DIRECTIONS:
Your task is to copy each line of the material that includes "links".

DATA EXTRACT:

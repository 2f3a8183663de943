//! Earth Engine REST client.
//!
//! Lazy collection and image expressions are encoded as Earth Engine
//! expression graphs and evaluated server-side.
//!
//! # Endpoints Used
//!
//! - `POST v1/projects/{project}/value:compute`: collection sizes and pixel samples
//! - `POST v1/projects/{project}/maps`: map-tile layers
//! - `POST v1/projects/{project}/videoThumbnails` and `GET v1/{name}:getPixels`: animations
//!
//! # API Reference
//!
//! See: <https://developers.google.com/earth-engine/reference/rest>
//!
//! # Authentication
//!
//! The client receives an OAuth access token that was obtained out-of-band
//! (interactive login or a service account). It never handles key material.

use std::path::Path;

use async_trait::async_trait;
use serde::Deserialize;
use serde_json::{Map, Value, json};
use tracing::{debug, info, instrument};

use super::{
    CollectionFilter, CollectionHandle, GridSpec, ImageCatalog, ImageExpr, MapLayer,
    TimelapseRenderer,
};
use crate::error::{AnalysisError, Result};
use crate::model::VisParams;
use crate::raster::{GeoTransform, NO_DATA, Raster};
use crate::region::RegionOfInterest;
use crate::timelapse::TimelapseRequest;

/// Base URL for the Earth Engine REST API.
const EE_API_BASE: &str = "https://earthengine.googleapis.com";

/// Value written by `sampleRectangle` for masked pixels.
const SAMPLE_NODATA: f64 = -9999.0;

/// Upper bound on pixels returned by one `sampleRectangle` call.
const MAX_SAMPLE_PIXELS: f64 = 262_144.0;

/// Meters per degree of latitude.
const METERS_PER_DEGREE: f64 = 111_320.0;

/// Fire temperature RGB: 3.9 um, 2.2 um and 1.6 um reflectance/brightness.
const FIRE_RGB_BANDS: [&str; 3] = ["CMI_C07", "CMI_C06", "CMI_C05"];
const FIRE_RGB_MIN: [f64; 3] = [273.0, 0.0, 0.0];
const FIRE_RGB_MAX: [f64; 3] = [333.0, 1.0, 0.75];

/// FDC `Mask` codes for detected fire pixels, all confidence classes.
const FIRE_MASK_MIN: i32 = 10;
const FIRE_MASK_MAX: i32 = 35;
const FIRE_PALETTE: [&str; 1] = ["ff0000"];
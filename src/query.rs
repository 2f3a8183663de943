//! Scene query and cloud-quality filtering.
//!
//! A query narrows a remote scene collection to the region, the date range and
//! scenes whose cloud percentage is strictly below a threshold. The only remote
//! round trip is the final size check. A query that matches nothing is not an
//! error: it yields [`QueryOutcome::Empty`], which callers must handle.

use serde::Serialize;
use tracing::{info, instrument};

use crate::catalog::{CollectionHandle, ImageCatalog};
use crate::error::{AnalysisError, Result};
use crate::model::DateRange;
use crate::region::RegionOfInterest;

/// Sentinel-2 surface reflectance, harmonized across processing baselines.
pub const SENTINEL2_SR: &str = "COPERNICUS/S2_SR_HARMONIZED";

/// Per-scene cloud percentage property of Sentinel-2 collections.
pub const SENTINEL2_CLOUD_PROPERTY: &str = "CLOUDY_PIXEL_PERCENTAGE";

/// Default maximum cloud percentage.
pub const DEFAULT_MAX_CLOUD_PCT: f64 = 20.0;

/// Scenes are kept when `property < max_pct`.
#[derive(Debug, Clone, PartialEq, Serialize)]
pub struct CloudFilter {
    pub property: String,
    pub max_pct: f64,
}

impl CloudFilter {
    /// Filter on the given property, threshold in `(0, 100]`.
    pub fn new(property: &str, max_pct: f64) -> Result<Self> {
        if !(max_pct > 0.0 && max_pct <= 100.0) {
            return Err(AnalysisError::validation(format!(
                "cloud threshold must be in (0, 100], got {max_pct}"
            )));
        }
        Ok(Self {
            property: property.to_string(),
            max_pct,
        })
    }

    /// Sentinel-2 cloud filter with the given threshold.
    pub fn sentinel2(max_pct: f64) -> Result<Self> {
        Self::new(SENTINEL2_CLOUD_PROPERTY, max_pct)
    }
}

impl Default for CloudFilter {
    fn default() -> Self {
        Self {
            property: SENTINEL2_CLOUD_PROPERTY.to_string(),
            max_pct: DEFAULT_MAX_CLOUD_PCT,
        }
    }
}

/// Result of a scene query.
#[derive(Debug, Clone, PartialEq)]
pub enum QueryOutcome {
    /// No scene matched the filters.
    Empty,
    /// At least one scene matched.
    Scenes {
        collection: CollectionHandle,
        count: u64,
    },
}

impl QueryOutcome {
    pub fn is_empty(&self) -> bool {
        matches!(self, QueryOutcome::Empty)
    }

    pub fn count(&self) -> u64 {
        match self {
            QueryOutcome::Empty => 0,
            QueryOutcome::Scenes { count, .. } => *count,
        }
    }
}

/// A bounded, dated, cloud-filtered scene query.
#[derive(Debug, Clone)]
pub struct SceneQuery {
    pub collection_id: String,
    pub region: RegionOfInterest,
    pub range: DateRange,
    pub cloud: CloudFilter,
}

impl SceneQuery {
    /// Query a collection with the default cloud filter.
    pub fn new(collection_id: &str, region: &RegionOfInterest, range: DateRange) -> Self {
        Self {
            collection_id: collection_id.to_string(),
            region: region.clone(),
            range,
            cloud: CloudFilter::default(),
        }
    }

    pub fn with_cloud_filter(mut self, cloud: CloudFilter) -> Self {
        self.cloud = cloud;
        self
    }

    /// The lazy filtered collection. Nothing is sent to the service.
    pub fn collection(&self) -> CollectionHandle {
        CollectionHandle::load(&self.collection_id)
            .filter_bounds(&self.region)
            .filter_date(&self.range)
            .filter_lt(&self.cloud.property, self.cloud.max_pct)
    }

    /// Run the size check against the catalog.
    #[instrument(
        skip_all,
        fields(
            collection = %self.collection_id,
            start = %self.range.start(),
            end = %self.range.end()
        )
    )]
    pub async fn run(&self, catalog: &dyn ImageCatalog) -> Result<QueryOutcome> {
        let collection = self.collection();
        let count = catalog.size(&collection).await?;

        info!(
            count,
            max_cloud_pct = self.cloud.max_pct,
            "Scene query evaluated"
        );

        if count == 0 {
            Ok(QueryOutcome::Empty)
        } else {
            Ok(QueryOutcome::Scenes { collection, count })
        }
    }
}

/// Query `collection_id` over `region` and `range` keeping scenes below `max_cloud_pct`.
pub async fn query(
    catalog: &dyn ImageCatalog,
    collection_id: &str,
    region: &RegionOfInterest,
    range: DateRange,
    max_cloud_pct: f64,
) -> Result<QueryOutcome> {
    let cloud = CloudFilter::sentinel2(max_cloud_pct)?;
    SceneQuery::new(collection_id, region, range)
        .with_cloud_filter(cloud)
        .run(catalog)
        .await
}
//! Remote geospatial processing collaborators.
//!
//! Scene collections and images are never held locally by the pipelines. They
//! are described by lazy expressions ([`CollectionHandle`], [`ImageExpr`]) that
//! the remote service evaluates on demand. Evaluation only happens through the
//! explicit operations of [`ImageCatalog`]: counting a collection, materializing
//! an image into a [`Raster`], or registering it as a map-tile layer.
//!
//! # Implementations
//!
//! - [`earth_engine`]: REST client for an Earth Engine style processing service
//! - [`local`]: in-memory evaluator of the same expressions over stored scenes

pub mod earth_engine;
pub mod local;

pub use earth_engine::EarthEngineClient;
pub use local::{LocalCatalog, LocalScene};

use std::path::Path;

use async_trait::async_trait;
use chrono::NaiveDate;
use serde::Serialize;

use crate::error::Result;
use crate::model::{DateRange, VisParams};
use crate::raster::Raster;
use crate::region::RegionOfInterest;
use crate::timelapse::TimelapseRequest;

/// A filter applied to a scene collection.
#[derive(Debug, Clone, PartialEq, Serialize)]
#[serde(tag = "op", rename_all = "snake_case")]
pub enum CollectionFilter {
    /// Scene footprint intersects the region.
    Bounds { region: RegionOfInterest },
    /// Scene acquisition date in `[start, end)`.
    Date { start: NaiveDate, end: NaiveDate },
    /// Numeric scene property strictly less than `value`.
    LessThan { property: String, value: f64 },
}

/// Lazy handle to a filtered, server-side scene collection.
#[derive(Debug, Clone, PartialEq, Serialize)]
pub struct CollectionHandle {
    collection_id: String,
    filters: Vec<CollectionFilter>,
}

impl CollectionHandle {
    /// Unfiltered collection by catalog id, e.g. `COPERNICUS/S2_SR_HARMONIZED`.
    pub fn load(collection_id: &str) -> Self {
        Self {
            collection_id: collection_id.to_string(),
            filters: Vec::new(),
        }
    }

    pub fn filter_bounds(mut self, region: &RegionOfInterest) -> Self {
        self.filters.push(CollectionFilter::Bounds {
            region: region.clone(),
        });
        self
    }

    pub fn filter_date(mut self, range: &DateRange) -> Self {
        self.filters.push(CollectionFilter::Date {
            start: range.start(),
            end: range.end(),
        });
        self
    }

    pub fn filter_lt(mut self, property: &str, value: f64) -> Self {
        self.filters.push(CollectionFilter::LessThan {
            property: property.to_string(),
            value,
        });
        self
    }

    pub fn collection_id(&self) -> &str {
        &self.collection_id
    }

    pub fn filters(&self) -> &[CollectionFilter] {
        &self.filters
    }

    /// Per-pixel, per-band temporal median of the collection.
    pub fn median(self) -> ImageExpr {
        ImageExpr::Median(self)
    }
}

/// Lazy server-side image.
#[derive(Debug, Clone, PartialEq, Serialize)]
#[serde(tag = "op", rename_all = "snake_case")]
pub enum ImageExpr {
    Median(CollectionHandle),
    Clip {
        image: Box<ImageExpr>,
        region: RegionOfInterest,
    },
    /// `(a - b) / (a + b)`, no-data where `a + b == 0`.
    NormalizedDifference {
        image: Box<ImageExpr>,
        band_a: String,
        band_b: String,
    },
    Subtract {
        left: Box<ImageExpr>,
        right: Box<ImageExpr>,
    },
}

impl ImageExpr {
    /// Mask everything outside the exact region geometry.
    pub fn clip(self, region: &RegionOfInterest) -> ImageExpr {
        ImageExpr::Clip {
            image: Box::new(self),
            region: region.clone(),
        }
    }

    pub fn normalized_difference(self, band_a: &str, band_b: &str) -> ImageExpr {
        ImageExpr::NormalizedDifference {
            image: Box::new(self),
            band_a: band_a.to_string(),
            band_b: band_b.to_string(),
        }
    }

    pub fn subtract(self, other: ImageExpr) -> ImageExpr {
        ImageExpr::Subtract {
            left: Box::new(self),
            right: Box::new(other),
        }
    }
}

/// Pixel grid requested when materializing an image.
#[derive(Debug, Clone, PartialEq, Serialize)]
pub struct GridSpec {
    /// Area to sample.
    pub region: RegionOfInterest,
    /// Nominal pixel size in meters.
    pub scale_m: f64,
}

impl GridSpec {
    pub fn new(region: &RegionOfInterest, scale_m: f64) -> Self {
        Self {
            region: region.clone(),
            scale_m,
        }
    }
}

/// A map-tile layer registered with the remote service.
#[derive(Debug, Clone, PartialEq, Serialize)]
pub struct MapLayer {
    pub name: String,
    /// Tile URL template with `{z}`, `{x}` and `{y}` placeholders.
    pub url_format: String,
    pub attribution: String,
    pub vis: VisParams,
}

/// The remote image catalog and processing service.
#[async_trait]
pub trait ImageCatalog: Send + Sync {
    /// Number of scenes in the collection. This is a remote round trip.
    async fn size(&self, collection: &CollectionHandle) -> Result<u64>;

    /// Evaluate the image and download its pixels.
    async fn materialize(&self, image: &ImageExpr, grid: &GridSpec) -> Result<Raster>;

    /// Register the image for tiled map display.
    async fn map_id(&self, image: &ImageExpr, name: &str, vis: &VisParams) -> Result<MapLayer>;
}

/// The remote timelapse rendering service.
#[async_trait]
pub trait TimelapseRenderer: Send + Sync {
    /// Render the requested animation into the file at `out`.
    async fn render(&self, request: &TimelapseRequest, out: &Path) -> Result<()>;
}
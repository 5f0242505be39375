use std::cell::RefCell;
use std::rc::Rc;

use leptos::prelude::*;
use leptos::task::spawn_local;
use wasm_bindgen::prelude::*;
use web_sys::Element;

use super::fetch::fetch_graph;
use super::state::{Geometry, RenderState};
use super::svg;

/// Force-directed graph panel for one document. Fetches the graph payload
/// from `api_path`, renders it into an owned SVG surface and animates the
/// layout until it settles. Re-runs whenever `document_id` or `api_path`
/// change; each run rebuilds everything from scratch.
///
/// Overlapping runs are not coordinated: if the endpoint is slow and the
/// props change meanwhile, both completions write independently. The later
/// clear detaches the earlier run's elements, so only its banner state can
/// interleave.
#[component]
pub fn GraphView(
	/// Identifier of the document the graph belongs to; used to tag the
	/// surface for later reference, not transmitted in the request.
	#[prop(into)]
	document_id: Signal<String>,
	/// Endpoint returning the graph payload JSON.
	#[prop(into)]
	api_path: Signal<String>,
	#[prop(default = 600.0)] width: f64,
	#[prop(default = 500.0)] height: f64,
	/// Opt-in axis pulls toward the center, off by default.
	#[prop(default = false)]
	axis_pull: bool,
) -> impl IntoView {
	let svg_ref = NodeRef::<leptos::svg::Svg>::new();
	let (backend_error, set_backend_error) = signal(false);

	Effect::new(move |_| {
		let Some(surface) = svg_ref.get() else {
			return;
		};
		let surface: Element = surface.into();
		let doc_id = document_id.get();
		let path = api_path.get();

		// A render starts from an empty surface; whatever a previous call
		// drew is discarded here, before the fetch suspends.
		svg::clear(&surface);
		let _ = surface.set_attribute("data-docid", &doc_id);
		let geometry = Geometry::from_surface(width, height);

		spawn_local(async move {
			let payload = match fetch_graph(&path).await {
				Ok(payload) => {
					set_backend_error.set(false);
					payload
				}
				Err(err) => {
					set_backend_error.set(true);
					log::error!("graph render for document {doc_id} failed: {err}");
					return;
				}
			};
			log::debug!(
				"document {doc_id}: {} nodes, {} links",
				payload.nodes.len(),
				payload.links.len()
			);

			let Some(document) = web_sys::window().and_then(|w| w.document()) else {
				return;
			};
			let mut state = RenderState::new(&payload, &geometry, axis_pull);
			let Some(layers) = svg::build(&document, &surface, &payload, &state) else {
				return;
			};
			svg::reposition(&layers, &state);

			// Free-running animation loop; stops rescheduling once the
			// simulation settles.
			let animate: Rc<RefCell<Option<Closure<dyn FnMut()>>>> =
				Rc::new(RefCell::new(None));
			let animate_inner = animate.clone();
			*animate.borrow_mut() = Some(Closure::new(move || {
				let active = state.tick();
				svg::reposition(&layers, &state);
				if active {
					if let Some(ref cb) = *animate_inner.borrow() {
						let _ = web_sys::window()
							.unwrap()
							.request_animation_frame(cb.as_ref().unchecked_ref());
					}
				}
			}));
			if let Some(ref cb) = *animate.borrow() {
				let _ = web_sys::window()
					.unwrap()
					.request_animation_frame(cb.as_ref().unchecked_ref());
			}
		});
	});

	view! {
		<div class="graph-panel">
			<div class="graph-info bg-danger" class:hidden=move || !backend_error.get()>
				"Backend-Error"
			</div>
			<svg node_ref=svg_ref width=width height=height></svg>
		</div>
	}
}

ANSWER:
				"document {doc_id}: {} nodes, {} links",
				payload.links.len()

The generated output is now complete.